From First Timer to Funded -- Valuing Validation
Raising money if you're an entrepreneur is tough at the best of times, but if you're a first time entrepreneur its incredibly difficult because the reassurance investors look for more than anything else when they look to fund is validation.
There were lots of interesting conversational threads at dinner last night with Fred Wilson and 15 first-timers from the TAG and Seedcamp networks but this theme of building validation and how important it is for entrepreneurs really stuck with me.
Validation comes in many forms: previous successes, persuading a killer person to join your team or even be an advisor, signing a paying customer, acquiring lots of users, getting positive press or blog reviews. The list goes on. But without some form of validation, however good your idea might sound - if you have no track-record its just so hard to get off the ground.

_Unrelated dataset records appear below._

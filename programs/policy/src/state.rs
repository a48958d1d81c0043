//! Policy store state - storage layout
//!
//! | slot | contents |
//! |------|----------|
//! | 0 | owner |
//! | 1 | `allowedTargets[target] -> bool` |
//! | 2 | `allowedMethods[target][selector] -> bool` |
//! | 3 | `predicates[target][selector] -> address` |

use relaygate_common::storage::{mapping_slot, slot};
use relaygate_common::{abi, Address, Selector, Word};
use relaygate_runtime::CallContext;

pub const OWNER_SLOT: u64 = 0;
pub const ALLOWED_TARGETS_SLOT: u64 = 1;
pub const ALLOWED_METHODS_SLOT: u64 = 2;
pub const PREDICATES_SLOT: u64 = 3;

pub fn allowed_target_slot(target: &Address) -> Word {
    mapping_slot(&slot(ALLOWED_TARGETS_SLOT), &target.to_word())
}

pub fn allowed_method_slot(target: &Address, selector: &Selector) -> Word {
    let inner = mapping_slot(&slot(ALLOWED_METHODS_SLOT), &target.to_word());
    mapping_slot(&inner, &selector.to_word())
}

pub fn predicate_slot(target: &Address, selector: &Selector) -> Word {
    let inner = mapping_slot(&slot(PREDICATES_SLOT), &target.to_word());
    mapping_slot(&inner, &selector.to_word())
}

pub fn allowed_target(ctx: &CallContext<'_>, target: &Address) -> bool {
    ctx.sload(&allowed_target_slot(target)) != [0u8; 32]
}

pub fn allowed_method(ctx: &CallContext<'_>, target: &Address, selector: &Selector) -> bool {
    ctx.sload(&allowed_method_slot(target, selector)) != [0u8; 32]
}

pub fn predicate(ctx: &CallContext<'_>, target: &Address, selector: &Selector) -> Address {
    Address::from_word(&ctx.sload(&predicate_slot(target, selector))).unwrap_or(Address::ZERO)
}

pub fn store_allowed_target(ctx: &mut CallContext<'_>, target: &Address, allowed: bool) {
    ctx.sstore(allowed_target_slot(target), abi::bool_word(allowed));
}

pub fn store_allowed_method(ctx: &mut CallContext<'_>, target: &Address, selector: &Selector, allowed: bool) {
    ctx.sstore(allowed_method_slot(target, selector), abi::bool_word(allowed));
}

pub fn store_predicate(ctx: &mut CallContext<'_>, target: &Address, selector: &Selector, predicate: &Address) {
    ctx.sstore(predicate_slot(target, selector), predicate.to_word());
}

First timers have no start-up track record - they have to build one.
So how do you do that and how do places like Seedcamp or YCombinator help?
Its hard to get to achieve most of the list above at the very early stages, so probably the biggest thing that Seedcamp and YCombinator do is that they force teams to ship - and ship quickly.

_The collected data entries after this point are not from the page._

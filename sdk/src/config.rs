//! Deployment configuration loaded from JSON
//!
//! ```json
//! {
//!   "host": { "max_call_depth": 64 },
//!   "gateway": {
//!     "initial_target": "0x…",
//!     "owner": "0x…",
//!     "target_authority": "owner",
//!     "policy": { "deploy": { "owner": "0x…" } }
//!   },
//!   "predicates": { "even": { "kind": "accept_even" } },
//!   "policy": {
//!     "targets": ["0x…"],
//!     "methods": [
//!       { "target": "0x…", "method": "foo(uint256)", "predicate": "even" },
//!       { "target": "0x…", "method": "0x12345678", "allowed": false }
//!     ]
//!   }
//! }
//! ```

use crate::{SdkError, SdkResult};
use relaygate_common::{Address, Selector};
use relaygate_gateway::GatewayConfig;
use relaygate_predicates::StockPredicate;
use relaygate_runtime::HostConfig;
use serde::{Deserialize, Serialize};
use std::collections::BTreeMap;
use std::fmt;
use std::path::Path;
use std::str::FromStr;

/// Everything needed to stand up a gateway on a fresh host.
#[derive(Debug, Clone, PartialEq, Eq, Serialize, Deserialize)]
pub struct DeploymentConfig {
    #[serde(default)]
    pub host: HostConfig,
    pub gateway: GatewayConfig,
    /// Stock predicates deployed before the gateway, by name
    #[serde(default)]
    pub predicates: BTreeMap<String, StockPredicate>,
    #[serde(default)]
    pub policy: PolicyConfig,
}

impl DeploymentConfig {
    pub fn load(path: impl AsRef<Path>) -> SdkResult<Self> {
        let content = std::fs::read_to_string(path)?;
        Self::from_json(&content)
    }

    pub fn from_json(json: &str) -> SdkResult<Self> {
        Ok(serde_json::from_str(json)?)
    }
}

/// Policy entries replayed by the store owner.
#[derive(Debug, Clone, Default, PartialEq, Eq, Serialize, Deserialize)]
pub struct PolicyConfig {
    /// Destinations whitelisted as a whole
    #[serde(default)]
    pub targets: Vec<Address>,
    #[serde(default)]
    pub methods: Vec<MethodRule>,
}

impl PolicyConfig {
    pub fn load(path: impl AsRef<Path>) -> SdkResult<Self> {
        let content = std::fs::read_to_string(path)?;
        Ok(serde_json::from_str(&content)?)
    }
}

fn allowed_default() -> bool {
    true
}

/// One (destination, method) entry.
#[derive(Debug, Clone, PartialEq, Eq, Serialize, Deserialize)]
pub struct MethodRule {
    pub target: Address,
    pub method: MethodRef,
    #[serde(default = "allowed_default")]
    pub allowed: bool,
    #[serde(default, skip_serializing_if = "Option::is_none")]
    pub predicate: Option<PredicateRef>,
}

/// A method given as a signature (`"foo(uint256)"`), a hex selector
/// (`"0x2fbebd38"`) or `"receive"` for empty input.
#[derive(Debug, Clone, Copy, PartialEq, Eq, Hash, Serialize, Deserialize)]
#[serde(try_from = "String", into = "String")]
pub struct MethodRef(Selector);

impl MethodRef {
    pub fn selector(&self) -> Selector {
        self.0
    }
}

impl From<Selector> for MethodRef {
    fn from(selector: Selector) -> Self {
        Self(selector)
    }
}

impl FromStr for MethodRef {
    type Err = SdkError;

    fn from_str(s: &str) -> Result<Self, Self::Err> {
        let s = s.trim();
        if s == "receive" {
            return Ok(Self(Selector::RECEIVE));
        }
        if s.contains('(') {
            if !s.ends_with(')') {
                return Err(SdkError::InvalidMethod(s.to_string()));
            }
            return Ok(Self(Selector::from_signature(s)));
        }
        s.parse::<Selector>()
            .map(Self)
            .map_err(|_| SdkError::InvalidMethod(s.to_string()))
    }
}

impl TryFrom<String> for MethodRef {
    type Error = SdkError;

    fn try_from(value: String) -> Result<Self, Self::Error> {
        value.parse()
    }
}

impl From<MethodRef> for String {
    fn from(method: MethodRef) -> Self {
        method.0.to_string()
    }
}

impl fmt::Display for MethodRef {
    fn fmt(&self, f: &mut fmt::Formatter<'_>) -> fmt::Result {
        write!(f, "{}", self.0)
    }
}

/// A predicate given by address or by the name of a configured stock
/// predicate.
#[derive(Debug, Clone, PartialEq, Eq, Serialize, Deserialize)]
#[serde(untagged)]
pub enum PredicateRef {
    Address(Address),
    Named(String),
}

We both want teams that can code, not just think, and the added forcing function of limited time and limited capital makes getting something out the door imperative. There's nothing like a deadline to keep focus.
Its not important to have a finished product, even less a finished plan - what's important is to show that you can create a prototype that you can share with other people: a verbal and visual representation (to paraphrase Fred's great point) of what's going on inside the collective heads of your team.

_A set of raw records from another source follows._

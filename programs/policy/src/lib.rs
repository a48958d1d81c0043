//! Policy Store - Authorization decisions for the gateway
//!
//! Keeps three pieces of owner-controlled state, all keyed by destination
//! address:
//! - target whitelist: every method on the destination is allowed
//! - method whitelist: one (destination, selector) pair is allowed
//! - predicate bindings: an argument validator for a pair
//!
//! `isAuthorized(t, s) == allowedTargets[t] || allowedMethods[t][s]`. The
//! store never calls predicates itself; it only remembers where they live.

use lazy_static::lazy_static;
use relaygate_common::abi::{self, Decoder, Token};
use relaygate_common::interfaces::policy as sig;
use relaygate_common::{Address, Selector};
use relaygate_runtime::{CallContext, Contract, Revert};
use std::collections::HashMap;

pub mod access;
pub mod error;
pub mod instructions;
pub mod state;

pub use access::*;
pub use error::*;

#[derive(Debug, Clone, Copy, PartialEq, Eq)]
enum Method {
    SetTargetStatus,
    SetMethodStatus,
    SetPredicate,
    IsAuthorized,
    PredicateFor,
    AllowedTargets,
    AllowedMethods,
}

lazy_static! {
    static ref METHODS: HashMap<Selector, Method> = [
        (sig::SET_TARGET_STATUS, Method::SetTargetStatus),
        (sig::SET_METHOD_STATUS, Method::SetMethodStatus),
        (sig::SET_PREDICATE, Method::SetPredicate),
        (sig::IS_AUTHORIZED, Method::IsAuthorized),
        (sig::PREDICATE_FOR, Method::PredicateFor),
        // Public mapping getter form of predicateFor
        (sig::PREDICATES, Method::PredicateFor),
        (sig::ALLOWED_TARGETS, Method::AllowedTargets),
        (sig::ALLOWED_METHODS, Method::AllowedMethods),
    ]
    .into_iter()
    .map(|(signature, method)| (Selector::from_signature(signature), method))
    .collect();
}

/// The policy store contract.
#[derive(Debug, Clone)]
pub struct PolicyStore {
    initial_owner: Address,
}

impl PolicyStore {
    pub fn new(owner: Address) -> Self {
        Self {
            initial_owner: owner,
        }
    }

    pub fn ownable() -> Ownable {
        Ownable::at_slot(state::OWNER_SLOT)
    }
}

impl Contract for PolicyStore {
    fn construct(&self, ctx: &mut CallContext<'_>) -> Result<(), Revert> {
        Self::ownable().initialize(ctx, self.initial_owner)?;
        Ok(())
    }

    fn execute(&self, ctx: &mut CallContext<'_>, input: &[u8]) -> Result<Vec<u8>, Revert> {
        let selector = Selector::from_calldata(input).ok_or(PolicyError::UnknownMethod)?;
        let args = &input[4..];

        let ownable = Self::ownable();
        if let Some(result) = ownable.dispatch(ctx, selector, args) {
            return result;
        }

        let method = METHODS.get(&selector).copied().ok_or(PolicyError::UnknownMethod)?;
        if ctx.value() != 0 {
            return Err(PolicyError::NonPayable.into());
        }
        Ok(process(ctx, &ownable, method, args)?)
    }
}

fn process(
    ctx: &mut CallContext<'_>,
    ownable: &Ownable,
    method: Method,
    args: &[u8],
) -> Result<Vec<u8>, PolicyError> {
    let mut decoder = Decoder::new(args);

    match method {
        Method::SetTargetStatus => {
            let target = decoder.address()?;
            let allowed = decoder.bool()?;
            instructions::set_target_status(ctx, ownable, target, allowed)?;
            Ok(Vec::new())
        }
        Method::SetMethodStatus => {
            let target = decoder.address()?;
            let selector = decoder.selector()?;
            let allowed = decoder.bool()?;
            instructions::set_method_status(ctx, ownable, target, selector, allowed)?;
            Ok(Vec::new())
        }
        Method::SetPredicate => {
            let target = decoder.address()?;
            let selector = decoder.selector()?;
            let predicate = decoder.address()?;
            instructions::set_predicate(ctx, ownable, target, selector, predicate)?;
            Ok(Vec::new())
        }
        Method::IsAuthorized => {
            let target = decoder.address()?;
            let selector = decoder.selector()?;
            let authorized = instructions::is_authorized(ctx, &target, &selector);
            Ok(abi::encode(&[Token::Bool(authorized)]))
        }
        Method::PredicateFor => {
            let target = decoder.address()?;
            let selector = decoder.selector()?;
            let predicate = instructions::predicate_for(ctx, &target, &selector);
            Ok(abi::encode(&[Token::Address(predicate)]))
        }
        Method::AllowedTargets => {
            let target = decoder.address()?;
            Ok(abi::encode(&[Token::Bool(state::allowed_target(ctx, &target))]))
        }
        Method::AllowedMethods => {
            let target = decoder.address()?;
            let selector = decoder.selector()?;
            Ok(abi::encode(&[Token::Bool(state::allowed_method(
                ctx, &target, &selector,
            ))]))
        }
    }
}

To be both an accomplished hacker and a painter in just three months with virtually no money is an endurance test - you need to have great co-founders and you need to have great support. Paul Graham and his team have created an excellent model and its a model for our times.
There is nothing more validating at an early stage than a team that shows how they can bootstrap with limited resources to produce something which solves a real problem and that people want.
First timers who have come through YCombinator or Seedcamp have real validation. They have been filtered in the application process, they have had feedback from smart, experienced entrepreneurs and investors and they have plugged into the collective wisdom of their peers.
This is powerful stuff. So its not surprising that for many investors, teams who have been through these programs have a real mark of validation that makes it a lot easier to take an investment risk on a first timer.
In today's environment, if you are in your 20s and you put [society's] [your parent's] economic fears aside, there has never been a better time to be a first-timer.
Sttart-up costs are incredibly low (read Josh Kopelman's post on the "Price of Failure") and there is no technical excuse not to bootstrap.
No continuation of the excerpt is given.